* [The task]
Up to and including the line that contains "pub struct ChatInput", write out each line of the material from its first line, exactly.

* [Record excerpts]
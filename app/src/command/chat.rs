//! Multi-turn shopping conversation routed between the specialist agents.

use tracing::info;
use uuid::Uuid;

use super::{build_conversation_manager, init_common_components};

/// Input parameters for the Chat command strategy.
#[derive(Debug, Clone)]
pub struct ChatInput {
    /// Session to use (a new one is generated if not provided)
    pub session_id: Option<String>,
    /// Optional single message to send (non-interactive mode)
    pub message: Option<String>,
    /// Optional model override
    pub model: Option<String>,
    /// Start the session with this agent instead of the default
    pub domain: Option<String>,
}

/// Strategy for executing the Chat command.
///
/// In single-message mode the normalized reply is printed as JSON together
/// with the routing decision; otherwise an interactive loop runs on stdin.
#[derive(Debug, Clone, Copy)]
pub struct ChatStrategy;

impl super::CommandStrategy for ChatStrategy {
    type Input = ChatInput;

    async fn execute(&self, input: Self::Input) -> anyhow::Result<()> {
        let common = init_common_components()?;
        let mut manager = build_conversation_manager(&common, input.model);

        let session_id = input
            .session_id
            .unwrap_or_else(|| format!("cli:{}", Uuid::now_v7()));
        info!("Starting conversation session: {session_id}");

        if let Some(domain) = input.domain {
            manager.set_domain(&session_id, &domain);
        }

        if let Some(msg) = input.message {
            let result = manager.process_turn(&session_id, &msg).await?;
            let output = serde_json::json!({
                "session_id": session_id,
                "routing": result.classification,
                "source": format!("{:?}", result.source),
                "response": result.response,
            });
            println!("{}", serde_json::to_string_pretty(&output)?);
        } else {
            manager.run_interactive(&session_id).await?;
        }

        Ok(())
    }
}
/// Strategy for displaying version information.
#[derive(Debug, Clone, Copy)]
pub struct VersionStrategy;

impl super::CommandStrategy for VersionStrategy {
    type Input = ();

    async fn execute(&self, _input: Self::Input) -> anyhow::Result<()> {
        println!("cora {}", env!("CARGO_PKG_VERSION"));
        Ok(())
    }
}
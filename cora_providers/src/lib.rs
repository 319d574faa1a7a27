#![deny(
    clippy::all,
    clippy::nursery,
    clippy::pedantic,
    clippy::style,
    clippy::complexity,
    clippy::perf,
    clippy::correctness,
    clippy::suspicious,
    clippy::unwrap_used,
    clippy::expect_used
)]
#![allow(
    clippy::similar_names,
    clippy::missing_safety_doc,
    clippy::missing_panics_doc,
    clippy::missing_errors_doc
)]

//! Chat-completion providers and the fallback-model service.

pub mod fallback;
mod openai;
pub mod retry;

pub use fallback::{FallbackModels, FallbackProfile, FallbackService};
pub use openai::OpenAiProvider;
pub use retry::retry_with_backoff;
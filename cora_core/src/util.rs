//! Timing helpers for structured logs.

use std::time::{Duration, Instant};
use tracing::info;

/// Log how long `operation` took since `start` and return the elapsed time.
///
/// Emits `[TIMING] HH:MM:SS.mmm - operation: 0.123s | additional_info`.
pub fn log_timing(operation: &str, start: Instant, additional_info: &str) -> Duration {
    let elapsed = start.elapsed();
    info!("{}", timing_line(operation, elapsed, additional_info));
    elapsed
}

fn timing_line(operation: &str, elapsed: Duration, additional_info: &str) -> String {
    let timestamp = chrono::Local::now().format("%H:%M:%S%.3f");
    let mut line = format!(
        "[TIMING] {timestamp} - {operation}: {:.3}s",
        elapsed.as_secs_f64()
    );
    if !additional_info.is_empty() {
        line.push_str(" | ");
        line.push_str(additional_info);
    }
    line
}
//! Fallback model calls used when the primary agent model is unavailable.

use cora_core::{ChatMessage, CompletionOutcome, LLMProvider, SamplingParams, log_timing};
use std::sync::Arc;
use std::time::Instant;
use tracing::warn;

/// Sampling profile for a fallback call.
#[derive(Debug, Clone, Copy, PartialEq, Eq)]
pub enum FallbackProfile {
    /// Any specialist agent.
    General,
    /// The general shopping assistant, with nucleus sampling and explicit penalties.
    Cora,
}

impl FallbackProfile {
    #[must_use]
    pub const fn label(self) -> &'static str {
        match self {
            Self::General => "Fallback Call",
            Self::Cora => "Cora Fallback Call",
        }
    }

    #[must_use]
    pub const fn sampling(self) -> SamplingParams {
        let params = SamplingParams {
            temperature: Some(0.7),
            top_p: None,
            frequency_penalty: None,
            presence_penalty: None,
            max_tokens: None,
            json_mode: false,
        };
        match self {
            Self::General => params,
            Self::Cora => params.with_top_p(0.95).with_penalties(0.0, 0.0),
        }
    }
}

/// Model deployments used per fallback profile.
#[derive(Debug, Clone, PartialEq, Eq)]
pub struct FallbackModels {
    pub general: String,
    pub cora: String,
}

impl Default for FallbackModels {
    fn default() -> Self {
        Self {
            general: "gpt-5-mini".to_string(),
            cora: "Phi-4".to_string(),
        }
    }
}

pub struct FallbackService<P = Arc<dyn LLMProvider>>
where
    P: Send + Sync,
{
    provider: P,
    models: FallbackModels,
}

impl<P> FallbackService<P>
where
    P: LLMProvider + Send + Sync,
{
    pub const fn new(provider: P, models: FallbackModels) -> Self {
        Self { provider, models }
    }

    #[must_use]
    pub fn model_for(&self, profile: FallbackProfile) -> &str {
        match profile {
            FallbackProfile::General => &self.models.general,
            FallbackProfile::Cora => &self.models.cora,
        }
    }

    /// Send `prompt` as a single system message to the profile's model.
    pub async fn call(&self, prompt: &str, profile: FallbackProfile) -> CompletionOutcome {
        let start = Instant::now();
        let model = self.model_for(profile);
        let messages = [ChatMessage::system(prompt)];

        let result = self
            .provider
            .chat(&messages, model, &profile.sampling())
            .await;
        let outcome = CompletionOutcome::from_result(result);

        match &outcome {
            CompletionOutcome::Reply(_) => {}
            CompletionOutcome::ModerationBlocked(reason) => {
                warn!("{} blocked by moderation: {reason}", profile.label());
            }
            CompletionOutcome::Failed(e) => {
                warn!("{} failed: {e}", profile.label());
            }
        }

        log_timing(profile.label(), start, &format!("Model: {model}"));
        outcome
    }
}

#[cfg(test)]
mod tests {
    use super::*;
    use async_trait::async_trait;
    use cora_core::{LLMResponse, ProviderError, Role};
    use std::sync::Mutex;

    type Call = (String, SamplingParams, Vec<ChatMessage>);

    struct Recording {
        calls: Mutex<Vec<Call>>,
        reply: fn() -> anyhow::Result<LLMResponse>,
    }

    impl Recording {
        fn new(reply: fn() -> anyhow::Result<LLMResponse>) -> Self {
            Self {
                calls: Mutex::new(Vec::new()),
                reply,
            }
        }
    }

    #[async_trait]
    impl LLMProvider for Recording {
        async fn chat(
            &self,
            messages: &[ChatMessage],
            model: &str,
            params: &SamplingParams,
        ) -> anyhow::Result<LLMResponse> {
            self.calls
                .lock()
                .unwrap()
                .push((model.to_string(), params.clone(), messages.to_vec()));
            (self.reply)()
        }

        fn get_default_model(&self) -> &'static str {
            "recording"
        }
    }

    fn ok_reply() -> anyhow::Result<LLMResponse> {
        Ok(LLMResponse {
            content: "fallback says hi".to_string(),
            usage: None,
        })
    }

    #[tokio::test]
    async fn general_profile_uses_general_model() {
        let provider = Arc::new(Recording::new(ok_reply));
        let service = FallbackService::new(provider.clone(), FallbackModels::default());

        let outcome = service.call("be brief", FallbackProfile::General).await;
        assert!(matches!(outcome, CompletionOutcome::Reply(ref r) if r.content == "fallback says hi"));

        let calls = provider.calls.lock().unwrap();
        let (model, params, messages) = &calls[0];
        assert_eq!(model, "gpt-5-mini");
        assert_eq!(params.temperature, Some(0.7));
        assert_eq!(params.top_p, None);
        assert_eq!(messages.len(), 1);
        assert_eq!(messages[0].role, Role::System);
        assert_eq!(messages[0].content, "be brief");
    }

    #[tokio::test]
    async fn cora_profile_sets_nucleus_sampling() {
        let provider = Arc::new(Recording::new(ok_reply));
        let service = FallbackService::new(provider.clone(), FallbackModels::default());

        service.call("hello", FallbackProfile::Cora).await;

        let calls = provider.calls.lock().unwrap();
        let (model, params, _) = &calls[0];
        assert_eq!(model, "Phi-4");
        assert_eq!(params.top_p, Some(0.95));
        assert_eq!(params.frequency_penalty, Some(0.0));
        assert_eq!(params.presence_penalty, Some(0.0));
    }

    #[tokio::test]
    async fn moderation_is_a_typed_outcome() {
        let provider = Recording::new(|| {
            Err(ProviderError::ContentFiltered("self-harm".to_string()).into())
        });
        let service = FallbackService::new(provider, FallbackModels::default());

        let outcome = service.call("bad", FallbackProfile::General).await;
        assert!(matches!(outcome, CompletionOutcome::ModerationBlocked(ref r) if r == "self-harm"));
    }

    #[tokio::test]
    async fn other_errors_are_failed() {
        let provider = Recording::new(|| Err(anyhow::anyhow!("connection refused")));
        let service = FallbackService::new(provider, FallbackModels::default());

        let outcome = service.call("hi", FallbackProfile::Cora).await;
        assert!(matches!(outcome, CompletionOutcome::Failed(_)));
    }
}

* [Solution to this problem]
filename app/src/command/chat.rs
//! Multi-turn shopping conversation routed between the specialist agents.

use tracing::info;
use uuid::Uuid;

use super::{build_conversation_manager, init_common_components};

/// Input parameters for the Chat command strategy.
#[derive(Debug, Clone)]
pub struct ChatInput {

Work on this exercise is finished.